* Exercise goal
Among the entries below, find the lines with "most" and copy them.

* Excerpted records

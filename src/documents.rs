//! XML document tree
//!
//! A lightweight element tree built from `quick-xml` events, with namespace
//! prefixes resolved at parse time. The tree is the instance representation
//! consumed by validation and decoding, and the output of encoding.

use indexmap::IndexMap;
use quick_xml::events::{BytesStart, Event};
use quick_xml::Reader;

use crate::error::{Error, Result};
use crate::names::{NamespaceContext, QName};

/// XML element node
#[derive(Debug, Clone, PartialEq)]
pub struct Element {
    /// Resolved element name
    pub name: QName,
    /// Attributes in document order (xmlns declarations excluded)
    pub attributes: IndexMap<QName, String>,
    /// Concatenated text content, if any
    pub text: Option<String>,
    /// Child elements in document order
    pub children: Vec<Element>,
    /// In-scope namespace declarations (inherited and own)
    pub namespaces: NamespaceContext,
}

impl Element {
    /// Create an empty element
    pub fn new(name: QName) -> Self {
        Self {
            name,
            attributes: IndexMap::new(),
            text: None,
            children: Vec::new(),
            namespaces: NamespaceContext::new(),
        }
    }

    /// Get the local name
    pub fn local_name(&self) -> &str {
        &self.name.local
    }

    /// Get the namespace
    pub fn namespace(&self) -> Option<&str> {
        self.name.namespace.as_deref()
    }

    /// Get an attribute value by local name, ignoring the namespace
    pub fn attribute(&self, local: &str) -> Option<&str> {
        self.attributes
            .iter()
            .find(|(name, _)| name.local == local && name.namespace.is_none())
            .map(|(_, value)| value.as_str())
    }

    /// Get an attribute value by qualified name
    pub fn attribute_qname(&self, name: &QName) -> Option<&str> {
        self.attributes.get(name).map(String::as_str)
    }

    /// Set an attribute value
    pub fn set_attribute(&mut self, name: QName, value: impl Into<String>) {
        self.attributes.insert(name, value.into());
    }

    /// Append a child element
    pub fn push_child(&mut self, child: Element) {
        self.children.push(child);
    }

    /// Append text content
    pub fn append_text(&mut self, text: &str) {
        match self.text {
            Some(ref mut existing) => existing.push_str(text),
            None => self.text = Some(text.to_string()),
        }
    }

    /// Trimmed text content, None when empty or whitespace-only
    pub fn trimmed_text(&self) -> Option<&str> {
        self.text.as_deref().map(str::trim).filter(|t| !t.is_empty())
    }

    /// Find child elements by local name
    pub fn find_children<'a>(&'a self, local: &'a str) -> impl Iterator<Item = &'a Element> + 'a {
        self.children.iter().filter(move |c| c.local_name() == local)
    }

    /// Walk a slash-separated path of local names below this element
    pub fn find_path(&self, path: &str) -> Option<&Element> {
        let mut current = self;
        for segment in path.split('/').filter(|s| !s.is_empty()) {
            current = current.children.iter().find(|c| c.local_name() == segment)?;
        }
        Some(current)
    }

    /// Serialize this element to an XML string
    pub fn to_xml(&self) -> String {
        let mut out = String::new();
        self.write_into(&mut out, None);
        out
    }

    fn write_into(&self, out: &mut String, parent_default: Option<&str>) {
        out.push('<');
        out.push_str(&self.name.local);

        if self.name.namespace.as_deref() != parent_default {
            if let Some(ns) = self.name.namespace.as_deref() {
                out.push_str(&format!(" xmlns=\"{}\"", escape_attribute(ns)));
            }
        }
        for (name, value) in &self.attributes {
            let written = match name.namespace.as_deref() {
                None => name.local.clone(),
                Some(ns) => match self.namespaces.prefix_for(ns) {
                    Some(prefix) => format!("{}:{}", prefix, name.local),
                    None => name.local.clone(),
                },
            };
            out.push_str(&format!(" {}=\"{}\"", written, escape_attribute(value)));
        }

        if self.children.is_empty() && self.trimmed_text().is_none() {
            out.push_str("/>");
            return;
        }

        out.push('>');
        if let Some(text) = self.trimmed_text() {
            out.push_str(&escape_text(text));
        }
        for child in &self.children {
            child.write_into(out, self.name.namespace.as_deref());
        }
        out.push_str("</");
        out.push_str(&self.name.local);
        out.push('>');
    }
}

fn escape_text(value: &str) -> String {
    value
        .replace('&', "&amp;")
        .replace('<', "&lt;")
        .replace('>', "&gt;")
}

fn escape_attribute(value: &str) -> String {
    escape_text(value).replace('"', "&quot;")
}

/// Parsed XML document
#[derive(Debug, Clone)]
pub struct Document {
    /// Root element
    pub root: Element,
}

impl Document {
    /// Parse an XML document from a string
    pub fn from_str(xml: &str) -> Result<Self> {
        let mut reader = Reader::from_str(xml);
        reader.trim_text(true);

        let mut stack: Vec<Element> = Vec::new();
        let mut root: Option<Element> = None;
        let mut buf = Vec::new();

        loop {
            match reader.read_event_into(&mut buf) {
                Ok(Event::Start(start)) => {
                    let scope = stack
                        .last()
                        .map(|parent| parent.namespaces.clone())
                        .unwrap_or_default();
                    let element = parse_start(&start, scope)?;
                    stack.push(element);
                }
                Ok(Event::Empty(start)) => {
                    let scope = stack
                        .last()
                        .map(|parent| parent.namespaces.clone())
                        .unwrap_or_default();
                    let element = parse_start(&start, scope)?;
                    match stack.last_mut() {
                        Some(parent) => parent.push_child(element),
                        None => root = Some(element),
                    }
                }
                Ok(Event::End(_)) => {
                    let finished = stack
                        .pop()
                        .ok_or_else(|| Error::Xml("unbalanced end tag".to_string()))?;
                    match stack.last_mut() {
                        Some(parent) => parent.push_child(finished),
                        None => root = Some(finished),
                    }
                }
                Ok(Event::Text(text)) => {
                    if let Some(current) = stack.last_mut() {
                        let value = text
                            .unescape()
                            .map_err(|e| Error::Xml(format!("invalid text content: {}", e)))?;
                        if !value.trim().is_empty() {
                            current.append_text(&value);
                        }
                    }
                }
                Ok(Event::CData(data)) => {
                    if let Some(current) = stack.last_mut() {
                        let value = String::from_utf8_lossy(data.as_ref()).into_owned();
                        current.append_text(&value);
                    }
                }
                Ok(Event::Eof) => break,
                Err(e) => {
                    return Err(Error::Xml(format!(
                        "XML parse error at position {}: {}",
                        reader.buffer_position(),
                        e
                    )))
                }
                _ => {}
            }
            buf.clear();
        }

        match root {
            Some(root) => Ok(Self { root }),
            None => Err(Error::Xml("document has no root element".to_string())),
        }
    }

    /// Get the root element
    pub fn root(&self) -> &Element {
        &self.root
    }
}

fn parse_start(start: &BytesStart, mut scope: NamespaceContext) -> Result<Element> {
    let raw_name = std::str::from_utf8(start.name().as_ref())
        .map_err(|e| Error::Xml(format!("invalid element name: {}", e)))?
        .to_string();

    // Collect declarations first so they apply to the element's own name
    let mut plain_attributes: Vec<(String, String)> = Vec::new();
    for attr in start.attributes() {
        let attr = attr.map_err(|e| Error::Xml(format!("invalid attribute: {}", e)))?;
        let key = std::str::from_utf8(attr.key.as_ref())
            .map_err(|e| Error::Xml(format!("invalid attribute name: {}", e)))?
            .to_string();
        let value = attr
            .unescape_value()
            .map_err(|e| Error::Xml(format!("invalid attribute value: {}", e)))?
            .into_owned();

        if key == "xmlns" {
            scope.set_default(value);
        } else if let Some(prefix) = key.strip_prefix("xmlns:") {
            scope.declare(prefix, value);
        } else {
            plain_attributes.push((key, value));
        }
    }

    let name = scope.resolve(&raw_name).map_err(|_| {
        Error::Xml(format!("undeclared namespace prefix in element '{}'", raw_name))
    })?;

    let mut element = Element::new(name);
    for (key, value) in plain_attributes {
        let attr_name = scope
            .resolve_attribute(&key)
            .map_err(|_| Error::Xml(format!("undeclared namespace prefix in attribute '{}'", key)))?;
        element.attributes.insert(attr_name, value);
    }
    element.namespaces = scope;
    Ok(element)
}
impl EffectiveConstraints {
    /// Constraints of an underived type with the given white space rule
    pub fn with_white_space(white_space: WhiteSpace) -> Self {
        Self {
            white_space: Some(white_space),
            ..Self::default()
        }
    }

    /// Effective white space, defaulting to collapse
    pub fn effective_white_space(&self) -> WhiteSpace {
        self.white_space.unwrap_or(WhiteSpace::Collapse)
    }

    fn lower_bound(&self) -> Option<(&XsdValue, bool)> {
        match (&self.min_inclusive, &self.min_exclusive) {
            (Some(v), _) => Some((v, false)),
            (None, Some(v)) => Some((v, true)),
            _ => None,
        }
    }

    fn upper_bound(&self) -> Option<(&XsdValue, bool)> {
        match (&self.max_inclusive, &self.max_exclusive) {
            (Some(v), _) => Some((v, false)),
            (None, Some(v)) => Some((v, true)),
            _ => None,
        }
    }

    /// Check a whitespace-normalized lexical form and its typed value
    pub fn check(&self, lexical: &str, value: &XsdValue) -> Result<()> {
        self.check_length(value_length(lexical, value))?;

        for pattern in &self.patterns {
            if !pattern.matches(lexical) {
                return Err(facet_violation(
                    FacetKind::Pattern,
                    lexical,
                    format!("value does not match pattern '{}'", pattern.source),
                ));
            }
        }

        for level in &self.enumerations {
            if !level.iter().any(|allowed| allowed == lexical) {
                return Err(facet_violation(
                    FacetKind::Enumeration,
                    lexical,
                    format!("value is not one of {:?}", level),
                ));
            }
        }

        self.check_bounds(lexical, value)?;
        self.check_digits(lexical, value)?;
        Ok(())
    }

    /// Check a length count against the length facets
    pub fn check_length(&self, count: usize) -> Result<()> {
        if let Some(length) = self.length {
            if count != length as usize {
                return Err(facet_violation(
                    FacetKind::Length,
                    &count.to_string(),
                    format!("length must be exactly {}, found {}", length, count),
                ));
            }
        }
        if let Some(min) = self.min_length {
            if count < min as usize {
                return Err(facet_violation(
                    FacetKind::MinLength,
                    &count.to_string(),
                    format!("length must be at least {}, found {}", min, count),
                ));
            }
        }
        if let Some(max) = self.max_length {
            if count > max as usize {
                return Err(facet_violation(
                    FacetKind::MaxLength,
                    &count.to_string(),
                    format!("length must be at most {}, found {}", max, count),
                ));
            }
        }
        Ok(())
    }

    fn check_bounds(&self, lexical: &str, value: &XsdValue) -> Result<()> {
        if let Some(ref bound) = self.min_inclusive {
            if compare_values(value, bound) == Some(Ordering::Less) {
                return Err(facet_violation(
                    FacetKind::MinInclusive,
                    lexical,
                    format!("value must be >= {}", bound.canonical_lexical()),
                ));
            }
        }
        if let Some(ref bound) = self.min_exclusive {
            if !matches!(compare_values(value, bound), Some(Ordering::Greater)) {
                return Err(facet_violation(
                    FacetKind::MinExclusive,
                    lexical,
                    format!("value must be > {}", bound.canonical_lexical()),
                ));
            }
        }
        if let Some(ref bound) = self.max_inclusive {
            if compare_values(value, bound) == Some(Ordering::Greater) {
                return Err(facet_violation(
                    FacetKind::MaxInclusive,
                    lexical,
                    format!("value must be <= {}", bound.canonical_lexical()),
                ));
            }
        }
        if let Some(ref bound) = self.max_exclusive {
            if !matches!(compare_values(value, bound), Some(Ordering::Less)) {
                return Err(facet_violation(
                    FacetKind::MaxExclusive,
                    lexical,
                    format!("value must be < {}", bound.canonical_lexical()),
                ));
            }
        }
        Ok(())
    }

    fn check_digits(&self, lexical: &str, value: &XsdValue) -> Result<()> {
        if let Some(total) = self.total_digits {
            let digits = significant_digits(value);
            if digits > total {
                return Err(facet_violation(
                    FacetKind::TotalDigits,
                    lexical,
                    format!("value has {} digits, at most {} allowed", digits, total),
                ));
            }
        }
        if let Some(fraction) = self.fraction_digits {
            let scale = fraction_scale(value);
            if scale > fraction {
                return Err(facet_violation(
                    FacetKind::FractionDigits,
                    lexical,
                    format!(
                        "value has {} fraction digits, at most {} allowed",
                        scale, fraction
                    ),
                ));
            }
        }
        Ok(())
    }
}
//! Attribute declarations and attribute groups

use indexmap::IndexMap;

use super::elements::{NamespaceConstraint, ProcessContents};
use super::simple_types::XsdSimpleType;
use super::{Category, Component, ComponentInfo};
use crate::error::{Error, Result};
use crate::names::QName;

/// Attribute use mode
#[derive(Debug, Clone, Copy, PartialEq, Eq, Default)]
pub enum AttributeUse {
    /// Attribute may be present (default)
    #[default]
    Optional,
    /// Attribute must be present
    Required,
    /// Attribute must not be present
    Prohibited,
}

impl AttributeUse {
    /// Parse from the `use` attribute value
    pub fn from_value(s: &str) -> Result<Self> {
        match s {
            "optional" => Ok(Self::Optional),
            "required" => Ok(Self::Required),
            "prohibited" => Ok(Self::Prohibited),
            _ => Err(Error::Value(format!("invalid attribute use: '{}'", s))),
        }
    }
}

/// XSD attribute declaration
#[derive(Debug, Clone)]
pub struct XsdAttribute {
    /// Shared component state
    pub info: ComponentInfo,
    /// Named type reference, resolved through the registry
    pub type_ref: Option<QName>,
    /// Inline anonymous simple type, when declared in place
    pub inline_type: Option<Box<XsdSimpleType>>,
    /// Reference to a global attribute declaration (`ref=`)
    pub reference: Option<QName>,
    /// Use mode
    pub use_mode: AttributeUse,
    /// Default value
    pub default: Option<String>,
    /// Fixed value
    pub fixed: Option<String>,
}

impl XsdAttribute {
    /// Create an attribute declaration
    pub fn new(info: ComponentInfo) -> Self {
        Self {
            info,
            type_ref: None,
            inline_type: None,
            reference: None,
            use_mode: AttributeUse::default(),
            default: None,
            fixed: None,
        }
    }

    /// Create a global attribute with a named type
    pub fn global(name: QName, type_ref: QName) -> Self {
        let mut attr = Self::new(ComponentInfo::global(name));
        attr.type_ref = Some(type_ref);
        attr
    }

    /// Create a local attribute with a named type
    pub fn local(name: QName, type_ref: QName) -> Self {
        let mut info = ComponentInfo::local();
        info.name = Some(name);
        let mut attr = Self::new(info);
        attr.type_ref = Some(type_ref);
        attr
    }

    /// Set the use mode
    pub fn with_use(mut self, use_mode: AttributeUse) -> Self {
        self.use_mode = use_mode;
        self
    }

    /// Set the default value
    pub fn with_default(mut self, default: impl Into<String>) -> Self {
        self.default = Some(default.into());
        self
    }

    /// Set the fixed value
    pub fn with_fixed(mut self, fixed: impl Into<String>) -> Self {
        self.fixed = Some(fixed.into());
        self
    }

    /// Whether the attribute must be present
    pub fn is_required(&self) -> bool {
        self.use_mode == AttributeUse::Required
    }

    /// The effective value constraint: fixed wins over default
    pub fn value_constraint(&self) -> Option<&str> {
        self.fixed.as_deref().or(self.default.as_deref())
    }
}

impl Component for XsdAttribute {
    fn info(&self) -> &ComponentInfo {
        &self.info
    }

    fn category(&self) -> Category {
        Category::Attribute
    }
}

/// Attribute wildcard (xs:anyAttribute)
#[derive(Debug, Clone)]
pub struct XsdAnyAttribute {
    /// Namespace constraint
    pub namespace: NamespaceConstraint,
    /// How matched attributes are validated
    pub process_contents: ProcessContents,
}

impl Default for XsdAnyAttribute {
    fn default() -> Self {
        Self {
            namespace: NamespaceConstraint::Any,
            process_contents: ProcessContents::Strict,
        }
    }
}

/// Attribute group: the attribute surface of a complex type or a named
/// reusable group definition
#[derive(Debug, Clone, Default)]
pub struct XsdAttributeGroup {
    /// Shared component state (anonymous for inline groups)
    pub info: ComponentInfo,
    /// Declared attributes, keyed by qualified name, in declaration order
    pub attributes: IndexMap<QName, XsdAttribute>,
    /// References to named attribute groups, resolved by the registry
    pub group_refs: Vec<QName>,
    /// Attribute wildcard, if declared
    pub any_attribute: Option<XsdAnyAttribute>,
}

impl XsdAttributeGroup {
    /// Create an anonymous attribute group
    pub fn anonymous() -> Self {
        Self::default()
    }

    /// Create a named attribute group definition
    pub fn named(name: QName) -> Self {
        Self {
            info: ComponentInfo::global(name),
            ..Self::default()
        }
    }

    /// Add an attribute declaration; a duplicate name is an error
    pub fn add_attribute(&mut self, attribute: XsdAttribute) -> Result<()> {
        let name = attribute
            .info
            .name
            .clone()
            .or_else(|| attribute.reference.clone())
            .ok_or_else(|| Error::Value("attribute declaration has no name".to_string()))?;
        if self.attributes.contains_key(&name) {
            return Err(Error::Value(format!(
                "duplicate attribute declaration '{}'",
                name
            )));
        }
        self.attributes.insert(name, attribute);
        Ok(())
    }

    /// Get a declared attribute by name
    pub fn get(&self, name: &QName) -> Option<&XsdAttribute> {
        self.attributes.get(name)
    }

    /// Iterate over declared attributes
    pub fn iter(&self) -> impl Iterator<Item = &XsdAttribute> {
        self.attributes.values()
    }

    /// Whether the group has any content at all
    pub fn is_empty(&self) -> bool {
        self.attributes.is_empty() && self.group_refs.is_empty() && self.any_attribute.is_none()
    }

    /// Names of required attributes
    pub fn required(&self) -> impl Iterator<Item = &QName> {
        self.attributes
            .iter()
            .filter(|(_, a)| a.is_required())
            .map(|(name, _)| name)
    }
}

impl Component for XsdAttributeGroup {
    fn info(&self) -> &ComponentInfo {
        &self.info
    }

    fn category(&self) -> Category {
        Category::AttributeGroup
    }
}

* Exercise answer
                    format!("length must be at most {}, found {}", max, count),
                    format!("value has {} digits, at most {} allowed", digits, total),
                        "value has {} fraction digits, at most {} allowed",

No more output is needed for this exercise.